=== Section Start ===
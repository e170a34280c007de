//! txfeed core: record model, dataset loading, batched publishing.
//!
//! - `record`: dynamically typed rows with a stable total order
//! - `data`: date-range and archive loaders, sentinel normalization, filters
//! - `publish`: JSON records envelope, HTTP bridge, retry with linear backoff

pub mod data;
pub mod publish;
pub mod record;

pub use data::{DataError, LoadedDataset, SkippedFile, SourceKind, TransactionFilter};
pub use publish::{Bridge, Delivered, HttpBridge, PublishError, PublishOptions, RetryPolicy};
pub use record::{Dataset, FieldValue, Record};

#[cfg(test)]
mod tests {
    use super::*;

    /// Compile-time check: data passed between loader and publisher is Send + Sync.
    #[allow(dead_code)]
    fn assert_send_sync() {
        fn require_send<T: Send>() {}
        fn require_sync<T: Sync>() {}

        require_send::<Dataset>();
        require_sync::<Dataset>();
        require_send::<LoadedDataset>();
        require_sync::<LoadedDataset>();
        require_send::<DataError>();
        require_sync::<DataError>();
        require_send::<PublishError>();
        require_sync::<PublishError>();
        require_send::<HttpBridge>();
        require_sync::<HttpBridge>();
    }
}
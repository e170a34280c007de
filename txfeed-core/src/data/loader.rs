//! Dataset loading: date-range loads, archive merges, and the
//! cutoff / time-window transaction filter.
//!
//! Datasets are read fully into memory. A date-range load skips files that
//! fail to parse and reports them in `LoadedDataset::skipped`; every other
//! failure, including an empty file set, is returned as an error.

use super::error::DataError;
use super::source::{read_file, select_files, FileFormat, SourceKind};
use crate::record::{Dataset, FieldValue, TX_DATETIME};
use chrono::{DateTime, Duration, NaiveDate, NaiveDateTime, NaiveTime};
use serde::Serialize;
use std::path::{Path, PathBuf};
use tracing::{debug, info, warn};

/// A file left out of a load, with the reason it could not be parsed.
#[derive(Debug, Clone, PartialEq, Eq, Serialize)]
pub struct SkippedFile {
    pub path: PathBuf,
    pub reason: String,
}

/// Result of a date-range load.
#[derive(Debug)]
pub struct LoadedDataset {
    /// Sorted, sentinel-normalized records.
    pub dataset: Dataset,
    /// Files that were parsed and merged, in name order.
    pub files: Vec<PathBuf>,
    /// Files that matched the range but failed to parse.
    pub skipped: Vec<SkippedFile>,
}

/// Load every `kind` file in `dir` whose name falls within `[begin, end]`.
///
/// The merged dataset is stable-sorted by the source's sort key and all
/// sentinel `-1` cells are replaced with `0`. Columns that are integer in one
/// file and float in another come out as float.
pub fn load_range(
    dir: &Path,
    begin: &str,
    end: &str,
    kind: SourceKind,
) -> Result<LoadedDataset, DataError> {
    let candidates = select_files(dir, begin, end, kind.suffix())?;
    debug!(
        source = %kind,
        dir = %dir.display(),
        count = candidates.len(),
        "selected source files"
    );

    let mut frames = Vec::with_capacity(candidates.len());
    let mut files = Vec::with_capacity(candidates.len());
    let mut skipped = Vec::new();

    for path in candidates {
        match read_file(&path, kind.format()) {
            Ok(frame) => {
                frames.push(frame);
                files.push(path);
            }
            Err(e) if e.is_recoverable() => {
                warn!(file = %path.display(), error = %e, "skipping file");
                skipped.push(SkippedFile {
                    path,
                    reason: e.to_string(),
                });
            }
            Err(e) => return Err(e),
        }
    }

    if frames.is_empty() {
        return Err(DataError::EmptyInput(format!(
            "no readable {kind} files in {} for {begin}..={end}",
            dir.display()
        )));
    }

    let mut dataset = Dataset::concat(frames);
    dataset.promote_mixed_numeric();
    sort_by(&mut dataset, kind.sort_key())?;
    let replaced = dataset.normalize_sentinels();

    info!(
        source = %kind,
        rows = dataset.len(),
        files = files.len(),
        skipped = skipped.len(),
        sentinels = replaced,
        "loaded dataset"
    );

    Ok(LoadedDataset {
        dataset,
        files,
        skipped,
    })
}

/// Read and concatenate CSV files, stable-sorted by `TX_DATETIME`.
///
/// Unlike `load_range`, any unreadable file fails the whole merge.
pub fn merge_files(files: &[PathBuf]) -> Result<Dataset, DataError> {
    if files.is_empty() {
        return Err(DataError::EmptyInput("no files to merge".into()));
    }

    let frames = files
        .iter()
        .map(|path| read_file(path, FileFormat::Csv))
        .collect::<Result<Vec<_>, _>>()?;

    let mut dataset = Dataset::concat(frames);
    dataset.promote_mixed_numeric();
    sort_by(&mut dataset, TX_DATETIME)?;
    Ok(dataset)
}

/// Row filter applied by `load_transactions`.
///
/// `cutoff` and `window_days` are mutually exclusive; setting both is a
/// configuration error.
#[derive(Debug, Clone, Copy, Default, PartialEq, Eq)]
pub struct TransactionFilter {
    /// Keep transactions strictly after this date (midnight).
    pub cutoff: Option<NaiveDate>,
    /// Keep roughly the last N days relative to the newest transaction.
    pub window_days: Option<u32>,
}

impl TransactionFilter {
    pub fn cutoff(date: NaiveDate) -> Self {
        Self {
            cutoff: Some(date),
            window_days: None,
        }
    }

    pub fn window(days: u32) -> Self {
        Self {
            cutoff: None,
            window_days: Some(days),
        }
    }

    pub fn validate(&self) -> Result<(), DataError> {
        if self.cutoff.is_some() && self.window_days.is_some() {
            return Err(DataError::ConflictingFilters);
        }
        Ok(())
    }

    /// Exclusive lower bound on `TX_DATETIME`, or `None` to keep everything.
    ///
    /// A window reaching past the earliest representable date keeps
    /// everything.
    fn threshold(&self, dataset: &Dataset) -> Option<NaiveDateTime> {
        if let Some(date) = self.cutoff {
            return Some(date.and_time(NaiveTime::MIN));
        }
        let days = self.window_days?;
        let newest = dataset.max_timestamp(TX_DATETIME)?;
        let span = Duration::try_days(i64::from(days) + 1)?;
        let start = newest.checked_sub_signed(span)?;
        // Day granularity: compare against midnight of the start date
        Some(start.date().and_time(NaiveTime::MIN))
    }
}

/// Merge archive files, convert Unix-seconds `TX_DATETIME` into timestamps,
/// replace sentinel `-1` cells with `0`, then apply `filter`.
///
/// The filter is validated before any file is opened.
pub fn load_transactions(
    files: &[PathBuf],
    filter: &TransactionFilter,
) -> Result<Dataset, DataError> {
    filter.validate()?;

    let mut dataset = merge_files(files)?;
    dataset.try_map_column(TX_DATETIME, unix_seconds_to_timestamp)?;
    let replaced = dataset.normalize_sentinels();

    if let Some(threshold) = filter.threshold(&dataset) {
        let before = dataset.len();
        dataset.retain(|record| {
            record
                .get(TX_DATETIME)
                .and_then(FieldValue::as_timestamp)
                .is_some_and(|ts| ts > threshold)
        });
        debug!(%threshold, kept = dataset.len(), dropped = before - dataset.len(), "filtered transactions");
    }

    info!(
        files = files.len(),
        rows = dataset.len(),
        sentinels = replaced,
        "loaded transactions"
    );
    Ok(dataset)
}

fn sort_by(dataset: &mut Dataset, column: &str) -> Result<(), DataError> {
    if dataset.sort_by_column(column) {
        Ok(())
    } else {
        Err(DataError::MissingColumn {
            column: column.to_string(),
        })
    }
}

fn unix_seconds_to_timestamp(row: usize, value: &FieldValue) -> Result<FieldValue, DataError> {
    let invalid = || DataError::InvalidTimestamp {
        row,
        value: value.to_string(),
    };

    match value {
        FieldValue::Null | FieldValue::Timestamp(_) => Ok(value.clone()),
        FieldValue::Int(secs) => DateTime::from_timestamp(*secs, 0)
            .map(|dt| FieldValue::Timestamp(dt.naive_utc()))
            .ok_or_else(invalid),
        FieldValue::Float(secs) if secs.is_nan() => Ok(FieldValue::Null),
        FieldValue::Float(secs) if secs.is_finite() => {
            let whole = secs.floor();
            let nanos = ((secs - whole) * 1e9).round().min(999_999_999.0) as u32;
            DateTime::from_timestamp(whole as i64, nanos)
                .map(|dt| FieldValue::Timestamp(dt.naive_utc()))
                .ok_or_else(invalid)
        }
        _ => Err(invalid()),
    }
}
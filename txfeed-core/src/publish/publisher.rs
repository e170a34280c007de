//! Batched publish with backoff.
//!
//! Records are buffered in dataset order; whenever the buffer reaches the
//! batch size it is wrapped in a `BatchEnvelope` and posted. A trailing
//! partial batch is flushed at the end.
//!
//! Each batch goes `Pending → Sending` and then one of:
//! - `Success` (status 200): the next batch starts.
//! - `Retrying` (any other status): wait `retry * backoff_step` and resend.
//! - `Aborted`: retries exhausted, or the request failed at transport level.
//!   The error is returned and nothing further is sent.

use super::bridge::Bridge;
use super::envelope::BatchEnvelope;
use super::error::PublishError;
use super::progress::PublishProgress;
use super::retry::{RetryPolicy, Sleeper};
use crate::record::{Dataset, Record};
use serde::Serialize;
use tracing::debug;

/// Status code the bridge returns for an accepted batch.
const STATUS_OK: u16 = 200;

/// Options for a publish run.
#[derive(Debug, Clone, Copy, PartialEq, Eq)]
pub struct PublishOptions {
    /// Records per POST.
    pub batch_size: usize,
    pub retry: RetryPolicy,
    /// Only consider the first `limit` records.
    pub limit: Option<usize>,
}

impl Default for PublishOptions {
    fn default() -> Self {
        Self {
            batch_size: 100,
            retry: RetryPolicy::default(),
            limit: None,
        }
    }
}

/// Summary of a completed publish run.
#[derive(Debug, Clone, Copy, Default, PartialEq, Eq, Serialize)]
pub struct Delivered {
    pub batches: usize,
    pub records: usize,
    /// Resends across all batches.
    pub retries: u32,
}

/// Publish `dataset` to `bridge` in batches of `opts.batch_size`.
pub fn publish_dataset(
    bridge: &dyn Bridge,
    dataset: &Dataset,
    opts: &PublishOptions,
    sleeper: &dyn Sleeper,
    progress: &dyn PublishProgress,
) -> Result<Delivered, PublishError> {
    if opts.batch_size == 0 {
        return Err(PublishError::InvalidBatchSize);
    }

    let total = opts.limit.map_or(dataset.len(), |n| n.min(dataset.len()));
    debug!(endpoint = bridge.endpoint(), total, batch_size = opts.batch_size, "publishing");

    let mut sender = BatchSender {
        bridge,
        policy: opts.retry,
        sleeper,
        progress,
        total,
        delivered: Delivered::default(),
    };

    let mut buffer: Vec<Record<'_>> = Vec::with_capacity(opts.batch_size.min(total.max(1)));
    for record in dataset.records().take(total) {
        buffer.push(record);
        if buffer.len() == opts.batch_size {
            sender.send(&buffer)?;
            buffer.clear();
        }
    }
    if !buffer.is_empty() {
        sender.send(&buffer)?;
    }

    Ok(sender.delivered)
}

struct BatchSender<'a> {
    bridge: &'a dyn Bridge,
    policy: RetryPolicy,
    sleeper: &'a dyn Sleeper,
    progress: &'a dyn PublishProgress,
    total: usize,
    delivered: Delivered,
}

impl BatchSender<'_> {
    fn send(&mut self, records: &[Record<'_>]) -> Result<(), PublishError> {
        let batch = self.delivered.batches;
        let body = BatchEnvelope::from_records(records.iter().copied())?.to_body()?;

        let mut retry = 0u32;
        loop {
            match self.bridge.post(&body) {
                Ok(STATUS_OK) => break,
                Ok(status) => {
                    retry += 1;
                    if retry > self.policy.max_retries {
                        return Err(self.abort(PublishError::Exhausted {
                            batch,
                            retries: self.policy.max_retries,
                            last_status: status,
                        }));
                    }
                    let delay = self.policy.delay(retry);
                    debug!(batch, status, "bridge rejected batch");
                    self.sleeper.sleep(delay);
                    self.progress
                        .on_backoff(batch, retry, self.policy.max_retries, delay);
                }
                Err(e) => {
                    return Err(self.abort(PublishError::Transport {
                        batch,
                        reason: e.to_string(),
                    }));
                }
            }
        }

        self.delivered.batches += 1;
        self.delivered.records += records.len();
        self.delivered.retries += retry;
        self.progress
            .on_delivered(batch, self.delivered.records, self.total);
        Ok(())
    }

    fn abort(&self, error: PublishError) -> PublishError {
        self.progress.on_abort(&error);
        error
    }
}

#[cfg(test)]
mod tests {
    use super::*;
    use crate::publish::bridge::TransportError;
    use crate::publish::progress::LogProgress;
    use crate::record::FieldValue;
    use std::collections::VecDeque;
    use std::sync::Mutex;
    use std::time::Duration;

    /// Bridge that answers from a script, then 200 forever.
    struct ScriptedBridge {
        script: Mutex<VecDeque<Result<u16, TransportError>>>,
        bodies: Mutex<Vec<Vec<u8>>>,
    }

    impl ScriptedBridge {
        fn new(script: Vec<Result<u16, TransportError>>) -> Self {
            Self {
                script: Mutex::new(script.into()),
                bodies: Mutex::new(Vec::new()),
            }
        }

        fn posts(&self) -> usize {
            self.bodies.lock().unwrap().len()
        }

        fn batch_ids(&self) -> Vec<Vec<i64>> {
            self.bodies
                .lock()
                .unwrap()
                .iter()
                .map(|body| {
                    let envelope: BatchEnvelope = serde_json::from_slice(body).unwrap();
                    envelope
                        .records
                        .iter()
                        .map(|r| {
                            let v: serde_json::Value = serde_json::from_str(&r.value).unwrap();
                            v["TRANSACTION_ID"].as_i64().unwrap()
                        })
                        .collect()
                })
                .collect()
        }
    }

    impl Bridge for ScriptedBridge {
        fn endpoint(&self) -> &str {
            "http://bridge.test/topics/tx-sim"
        }

        fn post(&self, body: &[u8]) -> Result<u16, TransportError> {
            self.bodies.lock().unwrap().push(body.to_vec());
            self.script.lock().unwrap().pop_front().unwrap_or(Ok(200))
        }
    }

    #[derive(Default)]
    struct RecordingSleeper {
        delays: Mutex<Vec<Duration>>,
    }

    impl Sleeper for RecordingSleeper {
        fn sleep(&self, delay: Duration) {
            self.delays.lock().unwrap().push(delay);
        }
    }

    impl RecordingSleeper {
        fn secs(&self) -> Vec<u64> {
            self.delays.lock().unwrap().iter().map(|d| d.as_secs()).collect()
        }
    }

    fn dataset(n: i64) -> Dataset {
        let mut ds = Dataset::new(vec!["TRANSACTION_ID".into(), "TX_AMOUNT".into()]);
        for id in 0..n {
            ds.push_row(vec![FieldValue::Int(id), FieldValue::Float(id as f64 * 1.5)])
                .unwrap();
        }
        ds
    }

    fn opts(batch_size: usize) -> PublishOptions {
        PublishOptions {
            batch_size,
            ..PublishOptions::default()
        }
    }

    #[test]
    fn even_batches() {
        let bridge = ScriptedBridge::new(vec![]);
        let sleeper = RecordingSleeper::default();

        let delivered =
            publish_dataset(&bridge, &dataset(20), &opts(5), &sleeper, &LogProgress).unwrap();

        assert_eq!(delivered.batches, 4);
        assert_eq!(delivered.records, 20);
        assert_eq!(bridge.batch_ids()[1], vec![5, 6, 7, 8, 9]);
        assert!(sleeper.secs().is_empty());
    }

    #[test]
    fn trailing_partial_batch_is_flushed() {
        let bridge = ScriptedBridge::new(vec![]);
        let sleeper = RecordingSleeper::default();

        let delivered =
            publish_dataset(&bridge, &dataset(7), &opts(3), &sleeper, &LogProgress).unwrap();

        assert_eq!(delivered.batches, 3);
        assert_eq!(bridge.batch_ids(), vec![vec![0, 1, 2], vec![3, 4, 5], vec![6]]);
    }

    #[test]
    fn empty_dataset_sends_nothing() {
        let bridge = ScriptedBridge::new(vec![]);
        let delivered = publish_dataset(
            &bridge,
            &dataset(0),
            &opts(10),
            &RecordingSleeper::default(),
            &LogProgress,
        )
        .unwrap();

        assert_eq!(delivered, Delivered::default());
        assert_eq!(bridge.posts(), 0);
    }

    #[test]
    fn recovers_after_three_rejections() {
        let bridge = ScriptedBridge::new(vec![Ok(503), Ok(429), Ok(500)]);
        let sleeper = RecordingSleeper::default();

        let delivered =
            publish_dataset(&bridge, &dataset(4), &opts(4), &sleeper, &LogProgress).unwrap();

        assert_eq!(delivered.retries, 3);
        assert_eq!(delivered.batches, 1);
        assert_eq!(bridge.posts(), 4);
        assert_eq!(sleeper.secs(), vec![2, 4, 6]);
        // every attempt resends the same batch
        let ids = bridge.batch_ids();
        assert!(ids.iter().all(|b| b == &ids[0]));
    }

    #[test]
    fn aborts_after_five_retries() {
        let bridge = ScriptedBridge::new(vec![Ok(503); 10]);
        let sleeper = RecordingSleeper::default();

        let err = publish_dataset(&bridge, &dataset(10), &opts(5), &sleeper, &LogProgress)
            .unwrap_err();

        match err {
            PublishError::Exhausted {
                batch,
                retries,
                last_status,
            } => {
                assert_eq!(batch, 0);
                assert_eq!(retries, 5);
                assert_eq!(last_status, 503);
            }
            other => panic!("expected Exhausted, got {other}"),
        }
        // initial attempt + 5 resends, second batch never sent
        assert_eq!(bridge.posts(), 6);
        assert_eq!(sleeper.secs(), vec![2, 4, 6, 8, 10]);
    }

    #[test]
    fn later_batch_exhaustion_stops_the_run() {
        let mut script = vec![Ok(200)];
        script.extend(std::iter::repeat(Ok(502)).take(6));
        let bridge = ScriptedBridge::new(script);

        let err = publish_dataset(
            &bridge,
            &dataset(15),
            &opts(5),
            &RecordingSleeper::default(),
            &LogProgress,
        )
        .unwrap_err();

        assert!(matches!(err, PublishError::Exhausted { batch: 1, .. }));
        assert_eq!(bridge.posts(), 7);
    }

    #[test]
    fn transport_failure_aborts_without_retry() {
        let bridge = ScriptedBridge::new(vec![Err(TransportError("connection refused".into()))]);
        let sleeper = RecordingSleeper::default();

        let err = publish_dataset(&bridge, &dataset(10), &opts(5), &sleeper, &LogProgress)
            .unwrap_err();

        assert!(matches!(err, PublishError::Transport { batch: 0, .. }));
        assert_eq!(bridge.posts(), 1);
        assert!(sleeper.secs().is_empty());
    }

    #[test]
    fn limit_caps_records() {
        let bridge = ScriptedBridge::new(vec![]);
        let options = PublishOptions {
            batch_size: 2,
            limit: Some(3),
            ..PublishOptions::default()
        };

        let delivered = publish_dataset(
            &bridge,
            &dataset(10),
            &options,
            &RecordingSleeper::default(),
            &LogProgress,
        )
        .unwrap();

        assert_eq!(delivered.records, 3);
        assert_eq!(bridge.batch_ids(), vec![vec![0, 1], vec![2]]);
    }

    #[test]
    fn zero_batch_size_is_rejected() {
        let bridge = ScriptedBridge::new(vec![]);
        let err = publish_dataset(
            &bridge,
            &dataset(3),
            &opts(0),
            &RecordingSleeper::default(),
            &LogProgress,
        )
        .unwrap_err();

        assert!(matches!(err, PublishError::InvalidBatchSize));
        assert_eq!(bridge.posts(), 0);
    }

    #[test]
    fn only_200_counts_as_success() {
        let bridge = ScriptedBridge::new(vec![Ok(201), Ok(204)]);
        let sleeper = RecordingSleeper::default();

        let delivered =
            publish_dataset(&bridge, &dataset(1), &opts(1), &sleeper, &LogProgress).unwrap();

        assert_eq!(delivered.retries, 2);
        assert_eq!(sleeper.secs(), vec![2, 4]);
    }
}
=== Section End ===
## EXERCISE REQUIREMENTS
When a line of the records includes "Copy", that line belongs in the answer.

## OUTPUT OF THE EXERCISE
#[derive(Debug, Clone, Copy, Default, PartialEq, Eq)]
#[derive(Debug, Clone, Copy, PartialEq, Eq)]
#[derive(Debug, Clone, Copy, Default, PartialEq, Eq, Serialize)]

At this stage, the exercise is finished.